Ziva asik dengan apa yang ia pikirkan, dan Gabriel juga sangat fokus menyetir dimalam hari.
"Besok gue anter" Gabriel kembali mengingatkan Ziva untuk mengantarnya berangkat sekolah.
Ziva hanya mengangguk, tangan kanannya memegang pintu pagar dan tangan kirinya ia gunakan untuk meremas roknya, kegugupan masih melandanya hingga saat itu.
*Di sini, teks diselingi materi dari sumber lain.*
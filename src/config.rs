use serde::Deserialize;
use std::collections::HashMap;
use std::fs;
use std::path::Path;

#[derive(Debug, Deserialize, Clone)]
pub struct Config {
    #[serde(default)]
    pub browser: BrowserSettings,
    #[serde(default)]
    pub admin: AdminAccount,
    #[serde(default)]
    pub screenshots: ScreenshotSettings,
    /// Named CSS selectors waited for after the listing page opens
    #[serde(default)]
    pub custom_wait_conditions: HashMap<String, String>,
}

#[derive(Debug, Deserialize, Clone)]
pub struct BrowserSettings {
    /// Browser to drive ("chrome" or "firefox")
    #[serde(default = "default_browser_kind")]
    pub kind: String,

    /// Run the browser without a visible window
    #[serde(default = "default_true")]
    pub headless: bool,

    /// Browser window width in pixels
    #[serde(default = "default_window_width")]
    pub window_width: u32,

    /// Browser window height in pixels
    #[serde(default = "default_window_height")]
    pub window_height: u32,

    /// Timeout for explicit element waits in seconds
    #[serde(default = "default_wait_timeout")]
    pub wait_timeout_secs: u64,

    /// Implicit wait applied to every element lookup in seconds
    #[serde(default = "default_implicit_wait")]
    pub implicit_wait_secs: u64,

    /// WebDriver endpoint; when unset, a per-browser default is used
    #[serde(default)]
    pub webdriver_url: Option<String>,

    /// Extra arguments passed through to the browser process
    #[serde(default)]
    pub extra_args: Vec<String>,
}

/// Credentials of the administrative account the harness signs in with.
/// Provisioning the account itself is the host test suite's job.
#[derive(Debug, Deserialize, Clone)]
pub struct AdminAccount {
    #[serde(default = "default_admin_username")]
    pub username: String,
    #[serde(default = "default_admin_email")]
    pub email: String,
    #[serde(default = "default_admin_password")]
    pub password: String,
}

#[derive(Debug, Deserialize, Clone)]
pub struct ScreenshotSettings {
    /// Capture a screenshot when a run fails
    #[serde(default = "default_true")]
    pub on_failure: bool,

    /// Output directory; falls back to "screenshots" when unset
    #[serde(default)]
    pub dir: Option<String>,
}

fn default_true() -> bool { true }
fn default_browser_kind() -> String { "chrome".to_string() }
fn default_window_width() -> u32 { 1920 }
fn default_window_height() -> u32 { 1080 }
fn default_wait_timeout() -> u64 { 10 }
fn default_implicit_wait() -> u64 { 10 }
fn default_admin_username() -> String { "admin".to_string() }
fn default_admin_email() -> String { "admin@example.com".to_string() }
fn default_admin_password() -> String { "admin123".to_string() }

impl Default for BrowserSettings {
    fn default() -> Self {
        Self {
            kind: "chrome".to_string(),
            headless: true,
            window_width: 1920,
            window_height: 1080,
            wait_timeout_secs: 10,
            implicit_wait_secs: 10,
            webdriver_url: None,
            extra_args: vec![],
        }
    }
}

impl Default for AdminAccount {
    fn default() -> Self {
        Self {
            username: "admin".to_string(),
            email: "admin@example.com".to_string(),
            password: "admin123".to_string(),
        }
    }
}

impl Default for ScreenshotSettings {
    fn default() -> Self {
        Self {
            on_failure: true,
            dir: None,
        }
    }
}

impl Default for Config {
    fn default() -> Self {
        Self {
            browser: BrowserSettings::default(),
            admin: AdminAccount::default(),
            screenshots: ScreenshotSettings::default(),
            custom_wait_conditions: HashMap::new(),
        }
    }
}

impl Config {
    pub fn load() -> Self {
        let path = Path::new("config.toml");
        if path.exists() {
            if let Ok(content) = fs::read_to_string(path) {
                if let Ok(cfg) = toml::from_str::<Config>(&content) {
                    return cfg;
                }
            }
        }
        Self::default()
    }
}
"Udah kali ziv, kenapa masih grogi" Gabriel menarik tangan kiri Ziva yang meremas rok, lalu mengusapnya.
"Eh" Ziva kaget dengan perlakuan yang Gabriel berikan.
"Lo emang tukang keringetan gini ya" dengan halus pria itu mengusap tangan Ziva.
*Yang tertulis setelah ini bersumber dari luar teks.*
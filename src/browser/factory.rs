use thirtyfour::common::capabilities::desiredcapabilities::Capabilities;
use thirtyfour::prelude::*;

use super::config::{BrowserConfig, BrowserKind};

/// Errors that can occur while constructing a browser session
#[derive(Debug, thiserror::Error)]
pub enum BrowserError {
    #[error("Unsupported browser kind: {0}")]
    Unsupported(String),

    #[error("Browser configuration error: {0}")]
    Configuration(String),

    #[error("Failed to start {kind} session at {url}: {source}")]
    Startup {
        kind: BrowserKind,
        url: String,
        source: WebDriverError,
    },
}

/// Factory for WebDriver sessions
pub struct BrowserFactory {
    config: BrowserConfig,
}

impl BrowserFactory {
    pub fn new(config: BrowserConfig) -> Self {
        Self { config }
    }

    /// Get the browser configuration
    pub fn config(&self) -> &BrowserConfig {
        &self.config
    }

    /// Start a new browser session.
    ///
    /// `kind` overrides the configured browser identifier; identifiers other
    /// than "chrome" and "firefox" (case-insensitive) are rejected before any
    /// session attempt. A single startup attempt is made, no retry.
    pub async fn create(&self, kind: Option<&str>) -> Result<WebDriver, BrowserError> {
        let requested = kind.unwrap_or(&self.config.kind);
        let kind = BrowserKind::parse(requested)
            .ok_or_else(|| BrowserError::Unsupported(requested.to_string()))?;

        let caps = self.build_capabilities(kind)?;
        let url = self
            .config
            .webdriver_url
            .clone()
            .unwrap_or_else(|| kind.default_webdriver_url().to_string());

        log::info!("Starting {} session via {}", kind, url);

        let driver = WebDriver::new(&url, caps)
            .await
            .map_err(|source| BrowserError::Startup {
                kind,
                url: url.clone(),
                source,
            })?;

        if let Err(e) = driver.set_implicit_wait_timeout(self.config.implicit_wait).await {
            log::warn!("Failed to set implicit wait: {}", e);
        }
        if let Err(e) = driver
            .set_window_rect(0, 0, self.config.window_width, self.config.window_height)
            .await
        {
            log::warn!("Failed to set window size: {}", e);
        }

        Ok(driver)
    }

    fn build_capabilities(&self, kind: BrowserKind) -> Result<Capabilities, BrowserError> {
        match kind {
            BrowserKind::Chrome => self.chrome_capabilities(),
            BrowserKind::Firefox => self.firefox_capabilities(),
        }
    }

    fn chrome_capabilities(&self) -> Result<Capabilities, BrowserError> {
        let mut caps = DesiredCapabilities::chrome();

        let mut args: Vec<String> = Vec::new();
        if self.config.headless {
            args.push("--headless".to_string());
        }
        args.push("--no-sandbox".to_string());
        args.push("--disable-dev-shm-usage".to_string());
        args.push(format!(
            "--window-size={},{}",
            self.config.window_width, self.config.window_height
        ));
        args.extend(self.config.extra_args.iter().cloned());

        for arg in &args {
            caps.add_arg(arg).map_err(|e| {
                BrowserError::Configuration(format!("invalid Chrome arg '{}': {}", arg, e))
            })?;
        }

        Ok(caps.into())
    }

    fn firefox_capabilities(&self) -> Result<Capabilities, BrowserError> {
        let mut caps = DesiredCapabilities::firefox();

        let mut args: Vec<String> = Vec::new();
        if self.config.headless {
            args.push("-headless".to_string());
        }
        args.extend(self.config.extra_args.iter().cloned());

        for arg in &args {
            caps.add_arg(arg).map_err(|e| {
                BrowserError::Configuration(format!("invalid Firefox arg '{}': {}", arg, e))
            })?;
        }

        Ok(caps.into())
    }
}

#[cfg(test)]
mod tests {
    use super::*;

    #[tokio::test]
    async fn test_unsupported_kind_is_rejected() {
        let factory = BrowserFactory::new(BrowserConfig::default());

        let err = factory.create(Some("safari")).await.unwrap_err();
        assert!(matches!(err, BrowserError::Unsupported(_)));
        assert!(err.to_string().contains("safari"));

        let err = factory.create(Some("edge")).await.unwrap_err();
        assert!(matches!(err, BrowserError::Unsupported(_)));
    }

    #[tokio::test]
    async fn test_unsupported_kind_from_settings() {
        let mut config = BrowserConfig::default();
        config.kind = "opera".to_string();
        let factory = BrowserFactory::new(config);

        let err = factory.create(None).await.unwrap_err();
        assert!(matches!(err, BrowserError::Unsupported(_)));
    }

    #[test]
    fn test_chrome_capabilities_args() {
        let mut config = BrowserConfig::default();
        config.extra_args = vec!["--lang=en".to_string()];
        let factory = BrowserFactory::new(config);

        let caps = factory.chrome_capabilities().unwrap();
        let json = serde_json::to_string(&caps).unwrap();
        assert!(json.contains("--headless"));
        assert!(json.contains("--no-sandbox"));
        assert!(json.contains("--disable-dev-shm-usage"));
        assert!(json.contains("--window-size=1920,1080"));
        assert!(json.contains("--lang=en"));
    }

    #[test]
    fn test_chrome_capabilities_headed() {
        let mut config = BrowserConfig::default();
        config.headless = false;
        let factory = BrowserFactory::new(config);

        let caps = factory.chrome_capabilities().unwrap();
        let json = serde_json::to_string(&caps).unwrap();
        assert!(!json.contains("--headless"));
        assert!(json.contains("--no-sandbox"));
    }

    #[test]
    fn test_firefox_capabilities_args() {
        let factory = BrowserFactory::new(BrowserConfig::default());

        let caps = factory.firefox_capabilities().unwrap();
        let json = serde_json::to_string(&caps).unwrap();
        assert!(json.contains("-headless"));
        assert!(!json.contains("--no-sandbox"));
    }
}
Bukan semakin hilang, malah semakin deras keringat dingin yang keluar."Biel..."lirih Ziva ragu.
"Hmm"Gabriel masih fokus untuk mengeringkan kedua tangan Ziva.
"Makasih.."ujarnya sangat lembut dan terdengar manis.
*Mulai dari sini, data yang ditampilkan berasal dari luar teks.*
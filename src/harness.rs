//! Admin listing page exercise sequence.
//!
//! Signs in as an administrator, opens one model's change list and probes its
//! filters, search box, add form, bulk actions and sortable headers. Probe
//! failures are collected rather than aborting the sequence; only login and
//! opening the listing itself abort a run immediately.

use std::collections::HashMap;
use std::time::Duration;

use tokio::time::sleep;

use crate::config::{AdminAccount, Config};
use crate::page::{Element, Page, Target, UiError};
use crate::screenshot::Screenshots;
use crate::steps::{failures, with_failure_screenshot, StepError, StepOutcome};

const FILTER_CLASS: &str = "admin-filter";
const SEARCH_INPUT_ID: &str = "searchbar";
const ADD_LINK_CLASS: &str = "addlink";
const ACTIONS_SELECT_NAME: &str = "action";
const SORTABLE_HEADER_CSS: &str = "th.sortable";
const ERROR_BANNER_CLASS: &str = "errornote";

const SEARCH_QUERY: &str = "test";

// Crude settle pause after state-changing clicks; the page has no
// event we can wait on once the click lands.
const SETTLE_DELAY: Duration = Duration::from_millis(500);

/// Errors raised by a single exercise run
#[derive(Debug, thiserror::Error)]
pub enum AdminTestError {
    #[error("Login failed: {0}")]
    Login(UiError),

    #[error("Failed to open change list: {0}")]
    Listing(UiError),

    #[error("{}", .0.join("\n"))]
    Failures(Vec<String>),
}

/// Drives one admin change list page through the full probing sequence.
pub struct AdminPageHarness<P> {
    page: P,
    base_url: String,
    app_label: String,
    model_name: String,
    test_filters: Vec<String>,
    admin: AdminAccount,
    wait_timeout: Duration,
    custom_waits: HashMap<String, String>,
    screenshots: Screenshots,
}

impl<P: Page> AdminPageHarness<P> {
    pub fn new(
        page: P,
        config: &Config,
        base_url: impl Into<String>,
        app_label: impl Into<String>,
        model_name: impl Into<String>,
    ) -> Self {
        Self {
            page,
            base_url: base_url.into().trim_end_matches('/').to_string(),
            app_label: app_label.into(),
            model_name: model_name.into(),
            test_filters: vec![],
            admin: config.admin.clone(),
            wait_timeout: Duration::from_secs(config.browser.wait_timeout_secs),
            custom_waits: config.custom_wait_conditions.clone(),
            screenshots: Screenshots::from_settings(&config.screenshots),
        }
    }

    /// Restrict filter probing to the named filters; probes all when empty.
    pub fn with_test_filters(mut self, filters: Vec<String>) -> Self {
        self.test_filters = filters;
        self
    }

    pub fn page(&self) -> &P {
        &self.page
    }

    /// Run the full sequence, annotating any failure with a screenshot.
    pub async fn run(&self) -> Result<Vec<StepOutcome>, StepError> {
        let label = format!("{}_{}", self.app_label, self.model_name);
        with_failure_screenshot(&self.screenshots, &self.page, &label, self.exercise()).await
    }

    /// Run the full sequence without screenshot annotation.
    ///
    /// Login and listing navigation abort immediately; the five probe phases
    /// run unconditionally in order and pool their failures. Returns all
    /// recorded outcomes when nothing failed.
    pub async fn exercise(&self) -> Result<Vec<StepOutcome>, AdminTestError> {
        self.login().await.map_err(AdminTestError::Login)?;
        self.open_changelist().await.map_err(AdminTestError::Listing)?;

        let mut outcomes = Vec::new();
        outcomes.extend(self.probe_filters().await);
        outcomes.extend(self.probe_search().await);
        outcomes.extend(self.probe_add_form().await);
        outcomes.extend(self.probe_actions().await);
        outcomes.extend(self.probe_sorting().await);

        let failed = failures(&outcomes);
        if failed.is_empty() {
            Ok(outcomes)
        } else {
            Err(AdminTestError::Failures(failed))
        }
    }

    fn login_url(&self) -> String {
        format!("{}/admin/", self.base_url)
    }

    fn changelist_url(&self) -> String {
        format!(
            "{}/admin/{}/{}/",
            self.base_url, self.app_label, self.model_name
        )
    }

    async fn login(&self) -> Result<(), UiError> {
        let url = self.login_url();
        log::info!("Logging in to {} as {}", url, self.admin.username);

        self.page.open(&url).await?;
        let username = self.require(&Target::name("username")).await?;
        username.send_keys(&self.admin.username).await?;
        let password = self.require(&Target::name("password")).await?;
        password.send_keys(&self.admin.password).await?;
        let submit = self.require(&Target::css("input[type='submit']")).await?;
        submit.click().await?;
        Ok(())
    }

    async fn open_changelist(&self) -> Result<(), UiError> {
        let url = self.changelist_url();
        log::info!("Opening change list {}", url);

        self.page.open(&url).await?;
        for (name, selector) in &self.custom_waits {
            log::debug!("Waiting for condition {}: {}", name, selector);
            self.page
                .wait_for(&Target::css(selector.as_str()), self.wait_timeout)
                .await?;
        }
        Ok(())
    }

    async fn probe_filters(&self) -> Vec<StepOutcome> {
        let mut outcomes = Vec::new();
        if let Err(err) = self.try_filters(&mut outcomes).await {
            outcomes.push(StepOutcome::failed(
                "filters",
                format!("Filter test failed: {}", err),
            ));
        }
        outcomes
    }

    async fn try_filters(&self, outcomes: &mut Vec<StepOutcome>) -> Result<(), UiError> {
        let filters = self.page.find_all(&Target::class_name(FILTER_CLASS)).await?;
        log::debug!("Found {} filter blocks", filters.len());

        for filter in &filters {
            let text = filter.text().await?;
            let name = first_line(&text);
            if !self.test_filters.is_empty() && !self.test_filters.iter().any(|f| *f == name) {
                log::debug!("Skipping filter {}", name);
                continue;
            }

            let options = filter.find_all(&Target::tag("a")).await?;
            for option in &options {
                let option_text = option.text().await.unwrap_or_default();
                let action = format!("filter {} - {}", name, option_text);
                match self.click_filter_option(option.as_ref()).await {
                    Ok(true) => outcomes.push(StepOutcome::failed(
                        action,
                        format!("Filter error: {} - {}", name, option_text),
                    )),
                    Ok(false) => outcomes.push(StepOutcome::passed(action)),
                    Err(err) => outcomes.push(StepOutcome::failed(
                        action,
                        format!(
                            "Failed to click filter: {} - {} - {}",
                            name, option_text, err
                        ),
                    )),
                }
            }
        }
        Ok(())
    }

    async fn click_filter_option(&self, option: &dyn Element) -> Result<bool, UiError> {
        option.wait_clickable(self.wait_timeout).await?;
        option.click().await?;
        self.settle().await;
        self.error_banner_present().await
    }

    async fn probe_search(&self) -> Vec<StepOutcome> {
        match self.try_search().await {
            Ok(None) => vec![],
            Ok(Some(outcome)) => vec![outcome],
            Err(err) => vec![StepOutcome::failed(
                "search",
                format!("Search test failed: {}", err),
            )],
        }
    }

    async fn try_search(&self) -> Result<Option<StepOutcome>, UiError> {
        let Some(input) = self.page.find(&Target::id(SEARCH_INPUT_ID)).await? else {
            return Ok(None);
        };
        input.send_keys(SEARCH_QUERY).await?;
        input.submit().await?;
        self.settle().await;
        Ok(Some(StepOutcome::passed("search")))
    }

    async fn probe_add_form(&self) -> Vec<StepOutcome> {
        let mut outcomes = Vec::new();
        if let Err(err) = self.try_add_form(&mut outcomes).await {
            outcomes.push(StepOutcome::failed(
                "add form",
                format!("Add form test failed: {}", err),
            ));
        }
        outcomes
    }

    async fn try_add_form(&self, outcomes: &mut Vec<StepOutcome>) -> Result<(), UiError> {
        let Some(add_link) = self.page.find(&Target::class_name(ADD_LINK_CLASS)).await? else {
            return Ok(());
        };
        add_link.click().await?;
        self.settle().await;
        if self.error_banner_present().await? {
            outcomes.push(StepOutcome::failed("add form", "Add form error"));
        } else {
            outcomes.push(StepOutcome::passed("add form"));
        }
        self.page.back().await?;
        Ok(())
    }

    async fn probe_actions(&self) -> Vec<StepOutcome> {
        let mut outcomes = Vec::new();
        if let Err(err) = self.try_actions(&mut outcomes).await {
            outcomes.push(StepOutcome::failed(
                "actions",
                format!("List actions test failed: {}", err),
            ));
        }
        outcomes
    }

    async fn try_actions(&self, outcomes: &mut Vec<StepOutcome>) -> Result<(), UiError> {
        let Some(select) = self.page.find(&Target::name(ACTIONS_SELECT_NAME)).await? else {
            return Ok(());
        };
        let options = select.find_all(&Target::tag("option")).await?;
        // The first option is the "---------" placeholder
        for option in options.iter().skip(1) {
            let value = option.attr("value").await?.unwrap_or_default();
            option.click().await?;
            outcomes.push(StepOutcome::passed(format!("action {}", value)));
        }
        Ok(())
    }

    async fn probe_sorting(&self) -> Vec<StepOutcome> {
        let mut outcomes = Vec::new();
        if let Err(err) = self.try_sorting(&mut outcomes).await {
            outcomes.push(StepOutcome::failed(
                "sorting",
                format!("Sorting test failed: {}", err),
            ));
        }
        outcomes
    }

    async fn try_sorting(&self, outcomes: &mut Vec<StepOutcome>) -> Result<(), UiError> {
        let headers = self.page.find_all(&Target::css(SORTABLE_HEADER_CSS)).await?;
        for header in &headers {
            let label = header.text().await?;
            header.click().await?;
            self.settle().await;
            if self.error_banner_present().await? {
                outcomes.push(StepOutcome::failed(
                    format!("sorting {}", label),
                    format!("Sorting error: {}", label),
                ));
            } else {
                outcomes.push(StepOutcome::passed(format!("sorting {}", label)));
            }
        }
        Ok(())
    }

    async fn error_banner_present(&self) -> Result<bool, UiError> {
        let banners = self
            .page
            .find_all(&Target::class_name(ERROR_BANNER_CLASS))
            .await?;
        Ok(!banners.is_empty())
    }

    async fn require(&self, target: &Target) -> Result<Box<dyn Element>, UiError> {
        self.page
            .find(target)
            .await?
            .ok_or_else(|| UiError::NotFound(target.to_string()))
    }

    async fn settle(&self) {
        sleep(SETTLE_DELAY).await;
    }
}

fn first_line(text: &str) -> &str {
    text.split('\n').next().unwrap_or("")
}

#[cfg(test)]
mod tests {
    use super::*;

    #[test]
    fn test_first_line() {
        assert_eq!(first_line("Status\nAll\nActive"), "Status");
        assert_eq!(first_line("Status"), "Status");
        assert_eq!(first_line(""), "");
    }

    #[test]
    fn test_failures_error_joins_lines_in_order() {
        let err = AdminTestError::Failures(vec![
            "Filter error: Status - Active".to_string(),
            "Sorting error: Created".to_string(),
        ]);
        assert_eq!(
            err.to_string(),
            "Filter error: Status - Active\nSorting error: Created"
        );
    }
}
Gabriel mendongakkan kepalanya menatap Ziva.
Senyum tipis terukir di wajah tampannya.Ziva gugup, sangat gugup, ia tidak membayangkan bagaimana ekspresi nya saat itu.
"Duh.."lirih ziva membatin.
"Gue pulang ya, lekas tidur, jangan lupa diganti perbannya"Gabriel lalu melepas tangan Ziva dan mengacak rambut wanita itu pelan lalu beranjak masuk kedalam mobil lagi.

KAMU SEDANG MEMBACA
UNTIL TOMORROW [END]
Teen FictionCOMPLETED (belum revisi) Sampai kapanpun kita hanya sampai besok. Hanya keberanian yang aku miliki. Keberanian untuk menghadapi kenyataan bahwa aku menyukaimu dengan segala konsekuensinya. -Gabriel Novel ini tidak untuk menyinggung siapapun! Semua b...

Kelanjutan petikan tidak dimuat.